- _Task brief_
I would like every record below transcribed exactly as it is.

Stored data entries
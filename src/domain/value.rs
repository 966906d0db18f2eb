//! Value assessment of a bookmaker price against a model probability,
//! and closing line value of a placed bet.

use serde::{Deserialize, Serialize};

use super::error::{ensure_decimal_odds, ensure_finite, EngineError};
use super::kelly::{kelly_stake, KellyFraction};

/// Edge bands, in probability points.
#[derive(Debug, Clone, Copy, PartialEq, Serialize, Deserialize)]
pub struct ValueThresholds {
    /// Edge above this is high value.
    pub strong: f64,
    /// Edge above this is potential value.
    pub marginal: f64,
}

impl ValueThresholds {
    pub const STANDARD: Self = Self {
        strong: 0.03,
        marginal: 0.005,
    };
}

impl Default for ValueThresholds {
    fn default() -> Self {
        Self::STANDARD
    }
}

/// Qualitative rating of an edge.
#[derive(Debug, Clone, Copy, PartialEq, Eq, Hash, Serialize, Deserialize)]
#[serde(rename_all = "snake_case")]
pub enum ValueRating {
    HighValue,
    PotentialValue,
    Neutral,
    Caution,
    LowValue,
}

impl ValueRating {
    pub fn from_edge(edge: f64, thresholds: ValueThresholds) -> Self {
        if edge > thresholds.strong {
            Self::HighValue
        } else if edge > thresholds.marginal {
            Self::PotentialValue
        } else if edge < -thresholds.strong {
            Self::LowValue
        } else if edge < -thresholds.marginal {
            Self::Caution
        } else {
            Self::Neutral
        }
    }

    pub const fn is_positive(self) -> bool {
        matches!(self, Self::HighValue | Self::PotentialValue)
    }
}

/// Model probability compared with the bookmaker's implied probability.
#[derive(Debug, Clone, Copy, PartialEq, Serialize, Deserialize)]
pub struct ValueAssessment {
    pub model_probability: f64,
    pub offered_odds: f64,
    pub implied_probability: f64,
    /// `model_probability − implied_probability`.
    pub edge: f64,
    /// Expected profit per unit staked: `p · odds − 1`.
    pub expected_value: f64,
    pub rating: ValueRating,
    /// Present only with a positive Kelly edge.
    pub kelly: Option<KellyFraction>,
}

/// Rates `offered_odds` against `model_probability`.
///
/// # Errors
/// `InvalidInput` if the odds are not above 1.0 or the probability lies
/// outside `[0, 1]`.
pub fn assess_value(
    model_probability: f64,
    offered_odds: f64,
    thresholds: ValueThresholds,
) -> Result<ValueAssessment, EngineError> {
    let p = ensure_finite("model_probability", model_probability)?;
    if !(0.0..=1.0).contains(&p) {
        return Err(EngineError::invalid(
            "model_probability",
            p,
            "must lie in [0, 1]",
        ));
    }
    let odds = ensure_decimal_odds("offered_odds", offered_odds)?;

    let implied = 1.0 / odds;
    let edge = p - implied;

    Ok(ValueAssessment {
        model_probability: p,
        offered_odds: odds,
        implied_probability: implied,
        edge,
        expected_value: p * odds - 1.0,
        rating: ValueRating::from_edge(edge, thresholds),
        kelly: kelly_stake(p, odds),
    })
}

/// Closing line value: `placed / closing − 1`.
///
/// Positive when the bet was struck at a longer price than the market
/// closed at.
///
/// # Errors
/// `InvalidInput` if either price is not above 1.0.
pub fn closing_line_value(placed_odds: f64, closing_odds: f64) -> Result<f64, EngineError> {
    let placed = ensure_decimal_odds("placed_odds", placed_odds)?;
    let closing = ensure_decimal_odds("closing_odds", closing_odds)?;
    Ok(placed / closing - 1.0)
}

- _Response below_
filename src/domain/value.rs
repository 966906d0db18f2eb
//! Value assessment of a bookmaker price against a model probability,
//! and closing line value of a placed bet.

use serde::{Deserialize, Serialize};

use super::error::{ensure_decimal_odds, ensure_finite, EngineError};
use super::kelly::{kelly_stake, KellyFraction};

/// Edge bands, in probability points.
#[derive(Debug, Clone, Copy, PartialEq, Serialize, Deserialize)]
pub struct ValueThresholds {
    /// Edge above this is high value.
    pub strong: f64,
    /// Edge above this is potential value.
    pub marginal: f64,
}

impl ValueThresholds {
    pub const STANDARD: Self = Self {
        strong: 0.03,
        marginal: 0.005,
    };
}

impl Default for ValueThresholds {
    fn default() -> Self {
        Self::STANDARD
    }
}

/// Qualitative rating of an edge.
#[derive(Debug, Clone, Copy, PartialEq, Eq, Hash, Serialize, Deserialize)]
#[serde(rename_all = "snake_case")]
pub enum ValueRating {
    HighValue,
    PotentialValue,
    Neutral,
    Caution,
    LowValue,
}

impl ValueRating {
    pub fn from_edge(edge: f64, thresholds: ValueThresholds) -> Self {
        if edge > thresholds.strong {
            Self::HighValue
        } else if edge > thresholds.marginal {
            Self::PotentialValue
        } else if edge < -thresholds.strong {
            Self::LowValue
        } else if edge < -thresholds.marginal {
            Self::Caution
        } else {
            Self::Neutral
        }
    }

    pub const fn is_positive(self) -> bool {
        matches!(self, Self::HighValue | Self::PotentialValue)
    }
}

/// Model probability compared with the bookmaker's implied probability.
#[derive(Debug, Clone, Copy, PartialEq, Serialize, Deserialize)]
pub struct ValueAssessment {
    pub model_probability: f64,
    pub offered_odds: f64,
    pub implied_probability: f64,
    /// `model_probability − implied_probability`.
    pub edge: f64,
    /// Expected profit per unit staked: `p · odds − 1`.
    pub expected_value: f64,
    pub rating: ValueRating,
    /// Present only with a positive Kelly edge.
    pub kelly: Option<KellyFraction>,
}

/// Rates `offered_odds` against `model_probability`.
///
/// # Errors
/// `InvalidInput` if the odds are not above 1.0 or the probability lies
/// outside `[0, 1]`.
pub fn assess_value(
    model_probability: f64,
    offered_odds: f64,
    thresholds: ValueThresholds,
) -> Result<ValueAssessment, EngineError> {
    let p = ensure_finite("model_probability", model_probability)?;
    if !(0.0..=1.0).contains(&p) {
        return Err(EngineError::invalid(
            "model_probability",
            p,
            "must lie in [0, 1]",
        ));
    }
    let odds = ensure_decimal_odds("offered_odds", offered_odds)?;

    let implied = 1.0 / odds;
    let edge = p - implied;

    Ok(ValueAssessment {
        model_probability: p,
        offered_odds: odds,
        implied_probability: implied,
        edge,
        expected_value: p * odds - 1.0,
        rating: ValueRating::from_edge(edge, thresholds),
        kelly: kelly_stake(p, odds),
    })
}

/// Closing line value: `placed / closing − 1`.
///
/// Positive when the bet was struck at a longer price than the market
/// closed at.
///
/// # Errors
/// `InvalidInput` if either price is not above 1.0.
pub fn closing_line_value(placed_odds: f64, closing_odds: f64) -> Result<f64, EngineError> {
    let placed = ensure_decimal_odds("placed_odds", placed_odds)?;
    let closing = ensure_decimal_odds("closing_odds", closing_odds)?;
    Ok(placed / closing - 1.0)
}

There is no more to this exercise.